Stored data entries
--
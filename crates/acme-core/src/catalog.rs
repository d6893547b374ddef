//! # Catalog
//!
//! The authoritative mapping from product code to [`Product`].
//!
//! A catalog is built once, wrapped in an `Arc`, and read by every basket.
//! There is no way to mutate it after construction.

use std::collections::HashMap;

use tracing::warn;

use crate::error::{CoreError, CoreResult};
use crate::types::Product;

/// Immutable product lookup keyed by code.
#[derive(Debug, Clone, Default)]
pub struct Catalog {
    /// Products in the order they were supplied.
    products: Vec<Product>,
    /// code → index into `products`.
    index: HashMap<String, usize>,
}

impl Catalog {
    /// Builds a catalog, rejecting duplicate codes.
    ///
    /// ## Example
    /// ```rust
    /// use acme_core::{Catalog, CoreError, Money, Product};
    ///
    /// let red = Product::new("R01", "Red Widget", Money::from_cents(3295)).unwrap();
    /// let catalog = Catalog::new(vec![red.clone()]).unwrap();
    /// assert_eq!(catalog.find("R01").unwrap().name(), "Red Widget");
    ///
    /// let err = Catalog::new(vec![red.clone(), red]).unwrap_err();
    /// assert!(matches!(err, CoreError::DuplicateCode(code) if code == "R01"));
    /// ```
    pub fn new(products: impl IntoIterator<Item = Product>) -> CoreResult<Self> {
        let products: Vec<Product> = products.into_iter().collect();
        let mut index = HashMap::with_capacity(products.len());

        for (position, product) in products.iter().enumerate() {
            if index.insert(product.code().to_string(), position).is_some() {
                return Err(CoreError::DuplicateCode(product.code().to_string()));
            }
        }

        Ok(Catalog { products, index })
    }

    /// Looks up a product by code.
    ///
    /// Fails with [`CoreError::ProductNotFound`] when the code is absent.
    pub fn find(&self, code: &str) -> CoreResult<&Product> {
        match self.index.get(code) {
            Some(&position) => Ok(&self.products[position]),
            None => {
                warn!(code, "Product code not in catalog");
                Err(CoreError::ProductNotFound(code.to_string()))
            }
        }
    }

    /// Checks whether a code is present.
    pub fn contains(&self, code: &str) -> bool {
        self.index.contains_key(code)
    }

    /// All products, in insertion order.
    pub fn products(&self) -> &[Product] {
        &self.products
    }

    /// Number of products.
    pub fn len(&self) -> usize {
        self.products.len()
    }

    /// Checks if the catalog has no products.
    pub fn is_empty(&self) -> bool {
        self.products.is_empty()
    }
}

// =============================================================================
// Unit Tests
// =============================================================================

#[cfg(test)]
mod tests {
    use super::*;
    use crate::money::Money;

    fn widgets() -> Vec<Product> {
        vec![
            Product::new("R01", "Red Widget", Money::from_cents(3295)).unwrap(),
            Product::new("G01", "Green Widget", Money::from_cents(2495)).unwrap(),
            Product::new("B01", "Blue Widget", Money::from_cents(795)).unwrap(),
        ]
    }

    #[test]
    fn test_find_returns_exact_product() {
        let catalog = Catalog::new(widgets()).unwrap();

        for product in widgets() {
            let found = catalog.find(product.code()).unwrap();
            assert_eq!(found, &product);
        }
    }

    #[test]
    fn test_find_missing_code() {
        let catalog = Catalog::new(widgets()).unwrap();

        let err = catalog.find("X99").unwrap_err();
        assert!(matches!(err, CoreError::ProductNotFound(code) if code == "X99"));
    }

    #[test]
    fn test_lookup_is_case_sensitive() {
        let catalog = Catalog::new(widgets()).unwrap();
        assert!(catalog.find("r01").is_err());
    }

    #[test]
    fn test_duplicate_codes_rejected() {
        let mut products = widgets();
        products.push(Product::new("G01", "Other Green", Money::from_cents(100)).unwrap());

        let err = Catalog::new(products).unwrap_err();
        assert!(matches!(err, CoreError::DuplicateCode(code) if code == "G01"));
    }

    #[test]
    fn test_products_keep_insertion_order() {
        let catalog = Catalog::new(widgets()).unwrap();
        let codes: Vec<&str> = catalog.products().iter().map(Product::code).collect();
        assert_eq!(codes, ["R01", "G01", "B01"]);
        assert_eq!(catalog.len(), 3);
        assert!(catalog.contains("B01"));
        assert!(!catalog.contains("Z01"));
    }

    #[test]
    fn test_empty_catalog() {
        let catalog = Catalog::new(Vec::new()).unwrap();
        assert!(catalog.is_empty());
        assert!(catalog.find("R01").is_err());
    }
}
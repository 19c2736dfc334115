#[derive(Debug, Clone, Copy, PartialEq, Eq, Default)]
pub enum BuildMode {
    /// Nodes built before a failing tag stay attached.
    #[default]
    Incremental,
    /// A failing call leaves the tree exactly as it was.
    Atomic,
}

#[derive(Debug, Clone, Default)]
pub struct BuildOptions {
    pub mode: BuildMode,
}

impl BuildOptions {
    pub fn new() -> Self {
        Self::default()
    }

    pub fn atomic() -> Self {
        Self::new().with_mode(BuildMode::Atomic)
    }

    pub fn with_mode(mut self, mode: BuildMode) -> Self {
        self.mode = mode;
        self
    }
}

#[derive(Debug, Clone, Default)]
pub struct TreeOptions {
    /// Maximum number of nodes the arena may hold.
    pub node_limit: Option<usize>,
}

impl TreeOptions {
    pub fn new() -> Self {
        Self::default()
    }

    pub fn with_node_limit(mut self, node_limit: Option<usize>) -> Self {
        self.node_limit = node_limit;
        self
    }
}

#[derive(Debug, Clone, Default)]
pub struct BufferOptions {
    /// Capacity ceiling in bytes. Growth beyond it fails like an exhausted allocator.
    pub limit: Option<usize>,
}

impl BufferOptions {
    pub fn new() -> Self {
        Self::default()
    }

    pub fn with_limit(mut self, limit: Option<usize>) -> Self {
        self.limit = limit;
        self
    }
}

#[derive(Debug, Clone, Copy, PartialEq, Eq, Default)]
pub enum Indent {
    #[default]
    Tab,
    Spaces(usize),
}

impl Indent {
    pub fn spaces(count: usize) -> Self {
        Indent::Spaces(count)
    }

    pub fn unit(self) -> String {
        match self {
            Indent::Tab => "\t".to_string(),
            Indent::Spaces(count) => " ".repeat(count),
        }
    }
}

#[derive(Debug, Clone, Default)]
pub struct WriteOptions {
    pub indent: Indent,
}

impl WriteOptions {
    pub fn new() -> Self {
        Self::default()
    }

    pub fn with_indent(mut self, indent: Indent) -> Self {
        self.indent = indent;
        self
    }
}
use std::fs;

use assert_cmd::cargo::cargo_bin_cmd;
use predicates::prelude::PredicateBooleanExt;
use predicates::str::contains;
use tempfile::TempDir;

#[test]
fn formats_flat_request_lines() {
    cargo_bin_cmd!("cfgreq")
        .args(["size=%d", "100", "label=%s", "x"])
        .assert()
        .success()
        .stdout("size= 100\nlabel= \"x\"\n");
}

#[test]
fn passes_plain_text_through() {
    cargo_bin_cmd!("cfgreq")
        .args(["response = \"OK\"\n", "token=%d", "-3"])
        .assert()
        .success()
        .stdout("response = \"OK\"\ntoken= -3\n");
}

#[test]
fn builds_tree_output() {
    cargo_bin_cmd!("cfgreq")
        .arg("--tree")
        .args(["size=%d", "100", "label = %s", "x"])
        .assert()
        .success()
        .stdout("size=100\nlabel=\"x\"\n");
}

#[test]
fn edits_flag_fields() {
    cargo_bin_cmd!("cfgreq")
        .args(["--flag", "opts=ro", "--flag", "opts=rw"])
        .args(["size=%d", "1"])
        .assert()
        .success()
        .stdout("opts=[\"rw\", \"ro\"]\nsize=1\n");

    cargo_bin_cmd!("cfgreq")
        .args(["--flag", "opts=ro", "--flag", "opts=rw", "--unflag", "opts=ro"])
        .assert()
        .success()
        .stdout("opts=\"rw\"\n");

    cargo_bin_cmd!("cfgreq")
        .args(["--flag", "opts=ro", "--unflag", "opts=ro"])
        .assert()
        .success()
        .stdout("opts=[]\n");
}

#[test]
fn prints_tree_as_json() {
    let expected = "{\n  \"size\": 100,\n  \"label\": \"x\"\n}\n";

    cargo_bin_cmd!("cfgreq")
        .arg("--json")
        .args(["size=%d", "100", "label=%s", "x"])
        .assert()
        .success()
        .stdout(expected);
}

#[test]
fn writes_to_output_file() {
    let dir = TempDir::new().expect("tempdir");
    let output = dir.path().join("request.txt");

    cargo_bin_cmd!("cfgreq")
        .args(["-o", output.to_str().expect("output path")])
        .args(["size=%d", "100"])
        .assert()
        .success()
        .stdout(contains("Wrote 10 bytes").and(contains("request.txt")));

    let contents = fs::read_to_string(&output).expect("read output");
    assert_eq!(contents, "size= 100\n");
}

#[test]
fn rejects_tag_without_separator() {
    cargo_bin_cmd!("cfgreq")
        .arg("nokey")
        .assert()
        .failure()
        .stderr(contains("ERROR").and(contains("bad format string")));
}

#[test]
fn rejects_tree_markers() {
    cargo_bin_cmd!("cfgreq")
        .args(["--tree", "vg=%t"])
        .assert()
        .failure()
        .stderr(contains("tree arguments"));
}

#[test]
fn rejects_non_numeric_integer() {
    cargo_bin_cmd!("cfgreq")
        .args(["size=%d", "big"])
        .assert()
        .failure()
        .stderr(contains("invalid integer"));
}

#[test]
fn buffer_limit_reports_allocation_failure() {
    cargo_bin_cmd!("cfgreq")
        .args(["--limit", "4", "size=%d", "100"])
        .assert()
        .failure()
        .stdout("")
        .stderr(contains("allocation failed"));
}
use crate::arena::ValueData;
use crate::buffer::Buffer;
use crate::constants::MAX_INDENT;
use crate::options::WriteOptions;
use crate::Result;

/// Line-at-a-time writer. Each finished line goes to the buffer in one append.
pub(crate) struct Writer<'b> {
    out: &'b mut Buffer,
    line: String,
    indent_unit: String,
    indent_cache: Vec<String>,
}

impl<'b> Writer<'b> {
    pub fn new(out: &'b mut Buffer, options: &WriteOptions) -> Self {
        Self {
            out,
            line: String::new(),
            indent_unit: options.indent.unit(),
            indent_cache: vec![String::new()],
        }
    }

    pub fn write_str(&mut self, s: &str) {
        self.line.push_str(s);
    }

    pub fn write_indent(&mut self, depth: usize) {
        let depth = depth.min(MAX_INDENT);
        if depth == 0 || self.indent_unit.is_empty() {
            return;
        }
        if depth >= self.indent_cache.len() {
            self.extend_indent_cache(depth);
        }
        self.line.push_str(&self.indent_cache[depth]);
    }

    pub fn write_value(&mut self, value: &ValueData<'_>) {
        match value {
            ValueData::String(text) => self.write_quoted_string(text),
            ValueData::Int(number) => {
                let mut buf = itoa::Buffer::new();
                self.line.push_str(buf.format(*number));
            }
            ValueData::EmptyArray => self.line.push_str("[]"),
        }
    }

    pub fn write_quoted_string(&mut self, s: &str) {
        self.line.push('"');
        for ch in s.chars() {
            if matches!(ch, '"' | '\\') {
                self.line.push('\\');
            }
            self.line.push(ch);
        }
        self.line.push('"');
    }

    pub fn end_line(&mut self) -> Result<()> {
        let result = self.out.append_line(&self.line);
        self.line.clear();
        result
    }

    fn extend_indent_cache(&mut self, depth: usize) {
        while self.indent_cache.len() <= depth {
            let next = match self.indent_cache.last() {
                Some(prev) => {
                    let mut s = String::with_capacity(prev.len() + self.indent_unit.len());
                    s.push_str(prev);
                    s.push_str(&self.indent_unit);
                    s
                }
                None => String::new(),
            };
            self.indent_cache.push(next);
        }
    }
}
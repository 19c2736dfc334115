use std::borrow::Cow;

use crate::arena::{NodeId, ValueData, ValueId};
use crate::tree::ConfigTree;
use crate::Result;

impl<'a> ConfigTree<'a> {
    /// Make `flag` a member of the array field `field` under `parent` iff `want`.
    ///
    /// A missing field is created on demand and becomes the *first* child of
    /// `parent`, and new flags go to the *front* of the chain. Removing the
    /// last member leaves the field in place as an empty array.
    ///
    /// # Examples
    /// ```
    /// use config_request::ConfigTree;
    ///
    /// let mut tree = ConfigTree::new();
    /// let root = tree.root();
    /// tree.set_flag(root, "status", "READ", true)?;
    /// tree.set_flag(root, "status", "WRITE", true)?;
    /// assert_eq!(tree.flags(root, "status"), ["WRITE", "READ"]);
    ///
    /// tree.set_flag(root, "status", "READ", false)?;
    /// assert_eq!(tree.flags(root, "status"), ["WRITE"]);
    /// # Ok::<(), config_request::Error>(())
    /// ```
    pub fn set_flag(
        &mut self,
        parent: NodeId,
        field: &str,
        flag: impl Into<Cow<'a, str>>,
        want: bool,
    ) -> Result<()> {
        let flag = flag.into();
        self.node_ref(parent)?;
        let node = self.find_child(parent, field);

        let mut pred: Option<ValueId> = None;
        let mut found: Option<ValueId> = None;
        if let Some(node) = node {
            let mut cursor = self.node_ref(node)?.value;
            while let Some(id) = cursor {
                let Some(value) = self.arena().value(id) else {
                    break;
                };
                if value.data.as_str() == Some(flag.as_ref()) {
                    found = Some(id);
                    break;
                }
                pred = Some(id);
                cursor = value.next;
            }
        }

        match (found, node, want) {
            (Some(_), _, true) | (None, _, false) | (Some(_), None, false) => Ok(()),
            (Some(value), Some(node), false) => {
                tracing::debug!(field, flag = %flag, "removing flag");
                self.unlink_value(node, pred, value)
            }
            (None, node, true) => {
                tracing::debug!(field, flag = %flag, "adding flag");
                let node = match node {
                    Some(node) => node,
                    None => self.prepend_array_field(parent, field)?,
                };
                self.prepend_value(node, ValueData::String(flag))
            }
        }
    }

    fn unlink_value(&mut self, node: NodeId, pred: Option<ValueId>, value: ValueId) -> Result<()> {
        let next = self.value_mut(value)?.next;
        match (pred, next) {
            (Some(pred), _) => self.value_mut(pred)?.next = next,
            (None, Some(next)) => self.node_mut(node)?.value = Some(next),
            // sole member: the chain stays array-typed
            (None, None) => self.value_mut(value)?.data = ValueData::EmptyArray,
        }
        Ok(())
    }

    fn prepend_array_field(&mut self, parent: NodeId, field: &str) -> Result<NodeId> {
        let node = self.create_node(field)?;
        let marker = self.create_value(ValueData::EmptyArray)?;
        let first = self.node_ref(parent)?.child;
        {
            let created = self.node_mut(node)?;
            created.value = Some(marker);
            created.parent = Some(parent);
            created.sib = first;
        }
        self.node_mut(parent)?.child = Some(node);
        Ok(node)
    }

    fn prepend_value(&mut self, node: NodeId, data: ValueData<'a>) -> Result<()> {
        let head = self.node_ref(node)?.value;
        if let Some(head) = head {
            let slot = self.value_mut(head)?;
            if matches!(slot.data, ValueData::EmptyArray) {
                slot.data = data;
                slot.next = None;
                return Ok(());
            }
        }
        let value = self.create_value(data)?;
        self.value_mut(value)?.next = head;
        self.node_mut(node)?.value = Some(value);
        Ok(())
    }
}

#[cfg(test)]
mod tests {
    use crate::arena::ValueData;
    use crate::ConfigTree;

    #[rstest::rstest]
    fn test_flag_sequence() {
        let mut tree = ConfigTree::new();
        let root = tree.root();

        tree.set_flag(root, "opts", "ro", true).unwrap();
        assert_eq!(tree.flags(root, "opts"), ["ro"]);
        let field = tree.find_child(root, "opts").unwrap();
        assert_eq!(tree.values(field).count(), 1);

        tree.set_flag(root, "opts", "ro", true).unwrap();
        assert_eq!(tree.flags(root, "opts"), ["ro"]);

        tree.set_flag(root, "opts", "rw", true).unwrap();
        assert_eq!(tree.flags(root, "opts"), ["rw", "ro"]);

        tree.set_flag(root, "opts", "ro", false).unwrap();
        assert_eq!(tree.flags(root, "opts"), ["rw"]);

        tree.set_flag(root, "opts", "rw", false).unwrap();
        assert!(tree.flags(root, "opts").is_empty());
        assert_eq!(tree.find_child(root, "opts"), Some(field));
        assert!(tree.is_empty_array(field));
        assert_eq!(tree.values(field).count(), 1);
    }

    #[rstest::rstest]
    fn test_new_field_becomes_first_child() {
        let mut tree = ConfigTree::new();
        let root = tree.root();
        tree.make_int_node("size", 1, root, None).unwrap();
        tree.set_flag(root, "opts", "ro", true).unwrap();
        let first = tree.first_child(root).unwrap();
        assert_eq!(tree.key(first), Some("opts"));
        assert_eq!(tree.parent(first), Some(root));
        let second = tree.next_sibling(first).unwrap();
        assert_eq!(tree.key(second), Some("size"));
    }

    #[rstest::rstest]
    fn test_remove_absent_flag_is_noop() {
        let mut tree = ConfigTree::new();
        let root = tree.root();
        tree.set_flag(root, "opts", "ro", false).unwrap();
        assert_eq!(tree.find_child(root, "opts"), None);
        assert_eq!(tree.node_count(), 1);
    }

    #[rstest::rstest]
    fn test_readd_after_emptying() {
        let mut tree = ConfigTree::new();
        let root = tree.root();
        tree.set_flag(root, "opts", "ro", true).unwrap();
        tree.set_flag(root, "opts", "ro", false).unwrap();
        tree.set_flag(root, "opts", "rw", true).unwrap();
        let field = tree.find_child(root, "opts").unwrap();
        let values: Vec<_> = tree.values(field).cloned().collect();
        assert_eq!(values, [ValueData::String("rw".into())]);
    }

    #[rstest::rstest]
    fn test_remove_from_middle_and_tail() {
        let mut tree = ConfigTree::new();
        let root = tree.root();
        for flag in ["a", "b", "c", "d"] {
            tree.set_flag(root, "f", flag, true).unwrap();
        }
        assert_eq!(tree.flags(root, "f"), ["d", "c", "b", "a"]);
        tree.set_flag(root, "f", "b", false).unwrap();
        assert_eq!(tree.flags(root, "f"), ["d", "c", "a"]);
        tree.set_flag(root, "f", "a", false).unwrap();
        assert_eq!(tree.flags(root, "f"), ["d", "c"]);
        tree.set_flag(root, "f", "d", false).unwrap();
        assert_eq!(tree.flags(root, "f"), ["c"]);
    }

    #[rstest::rstest]
    fn test_integer_members_never_match() {
        let mut tree = ConfigTree::new();
        let root = tree.root();
        let node = tree.make_int_node("f", 5, root, None).unwrap();
        tree.set_flag(root, "f", "5", false).unwrap();
        assert_eq!(tree.as_int(node), Some(5));
        tree.set_flag(root, "f", "5", true).unwrap();
        assert_eq!(tree.as_str(node), Some("5"));
        assert_eq!(tree.values(node).count(), 2);
    }

    #[rstest::rstest]
    fn test_unknown_parent_is_lookup_error() {
        let mut tree = ConfigTree::new();
        let other = {
            let mut big = ConfigTree::new();
            let root = big.root();
            big.make_int_node("x", 1, root, None).unwrap()
        };
        let err = tree.set_flag(other, "f", "x", true).unwrap_err();
        assert_eq!(err.kind, crate::ErrorKind::Lookup);
    }
}
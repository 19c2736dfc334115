use std::fmt;

use crate::error::Error;
use crate::options::BufferOptions;
use crate::Result;

/// Growable text buffer with an explicit capacity ledger.
///
/// `allocated` is the capacity this buffer asked for, tracked separately from
/// whatever the allocator actually handed out. When the free space cannot hold
/// the next append plus one byte, capacity grows by the larger of that amount
/// and the current capacity, so repeated appends stay amortized O(1).
#[derive(Debug, Clone, Default)]
pub struct Buffer {
    mem: String,
    allocated: usize,
    limit: Option<usize>,
}

impl Buffer {
    pub fn new() -> Self {
        Self::default()
    }

    pub fn with_options(options: &BufferOptions) -> Self {
        Self {
            limit: options.limit,
            ..Self::default()
        }
    }

    pub fn used(&self) -> usize {
        self.mem.len()
    }

    pub fn allocated(&self) -> usize {
        self.allocated
    }

    pub fn len(&self) -> usize {
        self.used()
    }

    pub fn is_empty(&self) -> bool {
        self.mem.is_empty()
    }

    pub fn as_str(&self) -> &str {
        &self.mem
    }

    pub fn as_bytes(&self) -> &[u8] {
        self.mem.as_bytes()
    }

    pub fn into_string(self) -> String {
        self.mem
    }

    /// Free the storage and return to the freshly created state. The limit is kept.
    pub fn destroy(&mut self) {
        self.mem = String::new();
        self.allocated = 0;
    }

    /// Append `text`. On allocation failure the buffer is emptied.
    ///
    /// # Examples
    /// ```
    /// use config_request::Buffer;
    ///
    /// let mut buf = Buffer::new();
    /// buf.append("abc")?;
    /// assert_eq!((buf.used(), buf.allocated()), (3, 4));
    /// buf.append("de")?;
    /// assert_eq!((buf.used(), buf.allocated()), (5, 8));
    /// assert_eq!(buf.as_str(), "abcde");
    /// # Ok::<(), config_request::Error>(())
    /// ```
    pub fn append(&mut self, text: &str) -> Result<()> {
        let len = text.len();
        if self.allocated - self.used() <= len {
            self.grow(len + 1)?;
        }
        self.mem.push_str(text);
        Ok(())
    }

    pub fn append_line(&mut self, line: &str) -> Result<()> {
        self.append(line)?;
        self.append("\n")
    }

    fn grow(&mut self, needed: usize) -> Result<()> {
        let increment = needed.max(self.allocated);
        let target = self
            .allocated
            .checked_add(increment)
            .filter(|target| self.limit.map_or(true, |limit| *target <= limit));

        let reserved = match target {
            Some(target) => self
                .mem
                .try_reserve_exact(target - self.mem.len())
                .map(|_| target)
                .map_err(|err| err.to_string()),
            None => Err(match self.limit {
                Some(limit) => format!("buffer limit of {limit} bytes exceeded"),
                None => "buffer size overflow".to_string(),
            }),
        };

        match reserved {
            Ok(target) => {
                tracing::trace!(from = self.allocated, to = target, "buffer grown");
                self.allocated = target;
                Ok(())
            }
            Err(message) => {
                tracing::error!(
                    requested = needed,
                    allocated = self.allocated,
                    used = self.used(),
                    "buffer reallocation failed, discarding contents"
                );
                self.destroy();
                Err(Error::allocation(message))
            }
        }
    }
}

impl fmt::Write for Buffer {
    fn write_str(&mut self, s: &str) -> fmt::Result {
        self.append(s).map_err(|_| fmt::Error)
    }
}

impl fmt::Display for Buffer {
    fn fmt(&self, f: &mut fmt::Formatter<'_>) -> fmt::Result {
        f.write_str(&self.mem)
    }
}

#[cfg(test)]
mod tests {
    use super::*;
    use std::fmt::Write as _;

    #[rstest::rstest]
    fn test_new_buffer_is_empty() {
        let buf = Buffer::new();
        assert_eq!(buf.used(), 0);
        assert_eq!(buf.allocated(), 0);
        assert_eq!(buf.as_str(), "");
    }

    #[rstest::rstest]
    #[case(&[])]
    #[case(&["a"])]
    #[case(&["hello", " ", "world"])]
    #[case(&["", "x", "", "yz"])]
    #[case(&["a long first chunk that exceeds nothing yet", "b", "cc", "ddd", "eeee"])]
    fn test_appends_concatenate(#[case] parts: &[&str]) {
        let mut buf = Buffer::new();
        let mut expected = String::new();
        for part in parts {
            let before = buf.allocated();
            buf.append(part).unwrap();
            expected.push_str(part);
            assert!(buf.allocated() >= buf.used());
            assert!(buf.allocated() >= before);
            assert_eq!(buf.as_str(), expected);
        }
        assert_eq!(buf.used(), parts.iter().map(|p| p.len()).sum::<usize>());
    }

    #[rstest::rstest]
    fn test_growth_policy() {
        let mut buf = Buffer::new();
        buf.append("abc").unwrap();
        assert_eq!(buf.allocated(), 4);
        buf.append("de").unwrap();
        assert_eq!(buf.allocated(), 8);
        buf.append("x").unwrap();
        assert_eq!(buf.allocated(), 8);
        buf.append("0123456789abcdef").unwrap();
        assert_eq!(buf.allocated(), 8 + 17);
        assert_eq!(buf.as_str(), "abcdex0123456789abcdef");
    }

    #[rstest::rstest]
    fn test_append_line() {
        let mut buf = Buffer::new();
        buf.append_line("a = 1").unwrap();
        buf.append_line("b = 2").unwrap();
        assert_eq!(buf.as_str(), "a = 1\nb = 2\n");
    }

    #[rstest::rstest]
    fn test_allocation_failure_empties_buffer() {
        let mut buf = Buffer::with_options(&BufferOptions::new().with_limit(Some(8)));
        buf.append("abc").unwrap();
        buf.append("de").unwrap();
        assert_eq!(buf.allocated(), 8);

        let err = buf.append("fghij").unwrap_err();
        assert!(err.is_allocation());
        assert_eq!(buf.used(), 0);
        assert_eq!(buf.allocated(), 0);
        assert_eq!(buf.as_str(), "");

        buf.append("again").unwrap();
        assert_eq!(buf.as_str(), "again");
    }

    #[rstest::rstest]
    fn test_destroy_resets() {
        let mut buf = Buffer::new();
        buf.append("something").unwrap();
        buf.destroy();
        assert_eq!(buf.used(), 0);
        assert_eq!(buf.allocated(), 0);
    }

    #[rstest::rstest]
    fn test_fmt_write() {
        let mut buf = Buffer::new();
        write!(buf, "{}={}", "size", 100).unwrap();
        assert_eq!(buf.to_string(), "size=100");
    }
}
//! Config text output for whole trees.
//!
//! Leaves are written as `key=value`, value chains longer than one element
//! as `key=[v1, v2]`, empty arrays as `key=[]`, and nodes without a value as
//! `key {` ... `}` sections with their children indented one level.

mod writer;

use crate::arena::{NodeId, ValueData};
use crate::buffer::Buffer;
use crate::options::WriteOptions;
use crate::tree::ConfigTree;
use crate::Result;

use self::writer::Writer;

/// Write every top-level field of `tree` (the root's children).
///
/// # Examples
/// ```
/// use config_request::{encode, Arg, Buffer, ConfigTree, WriteOptions};
///
/// let mut tree = ConfigTree::new();
/// let root = tree.root();
/// tree.make_nodes(root, None, &[Arg::str("request=%s", "hello"), Arg::int("token=%d", 7)])?;
///
/// let mut buf = Buffer::new();
/// encode::write_tree(&tree, &mut buf, &WriteOptions::default())?;
/// assert_eq!(buf.as_str(), "request=\"hello\"\ntoken=7\n");
/// # Ok::<(), config_request::Error>(())
/// ```
pub fn write_tree(tree: &ConfigTree<'_>, out: &mut Buffer, options: &WriteOptions) -> Result<()> {
    let mut writer = Writer::new(out, options);
    for child in tree.children(tree.root()) {
        write_node_impl(&mut writer, tree, child, 0)?;
    }
    Ok(())
}

/// Write a single node (and its subtree) without its siblings.
pub fn write_node(
    tree: &ConfigTree<'_>,
    node: NodeId,
    out: &mut Buffer,
    options: &WriteOptions,
) -> Result<()> {
    tree.node_ref(node)?;
    let mut writer = Writer::new(out, options);
    write_node_impl(&mut writer, tree, node, 0)
}

pub fn to_string(tree: &ConfigTree<'_>) -> Result<String> {
    to_string_with_options(tree, &WriteOptions::default())
}

pub fn to_string_with_options(tree: &ConfigTree<'_>, options: &WriteOptions) -> Result<String> {
    let mut buf = Buffer::new();
    write_tree(tree, &mut buf, options)?;
    Ok(buf.into_string())
}

fn write_node_impl(
    writer: &mut Writer<'_>,
    tree: &ConfigTree<'_>,
    node: NodeId,
    depth: usize,
) -> Result<()> {
    writer.write_indent(depth);
    writer.write_str(tree.key(node).unwrap_or_default());

    if !tree.has_value(node) {
        writer.write_str(" {");
        writer.end_line()?;
        for child in tree.children(node) {
            write_node_impl(writer, tree, child, depth + 1)?;
        }
        writer.write_indent(depth);
        writer.write_str("}");
        return writer.end_line();
    }

    writer.write_str("=");
    let mut values = tree.values(node);
    match (values.next(), values.next()) {
        (Some(single), None) => writer.write_value(single),
        _ => {
            writer.write_str("[");
            let members = tree
                .values(node)
                .filter(|value| !matches!(value, ValueData::EmptyArray));
            for (index, value) in members.enumerate() {
                if index > 0 {
                    writer.write_str(", ");
                }
                writer.write_value(value);
            }
            writer.write_str("]");
        }
    }
    writer.end_line()
}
--
Activity: Where a line of the entries contains the word "filter", copy that line.

Exercise response:
            .filter(|target| self.limit.map_or(true, |limit| *target <= limit));
                .filter(|value| !matches!(value, ValueData::EmptyArray));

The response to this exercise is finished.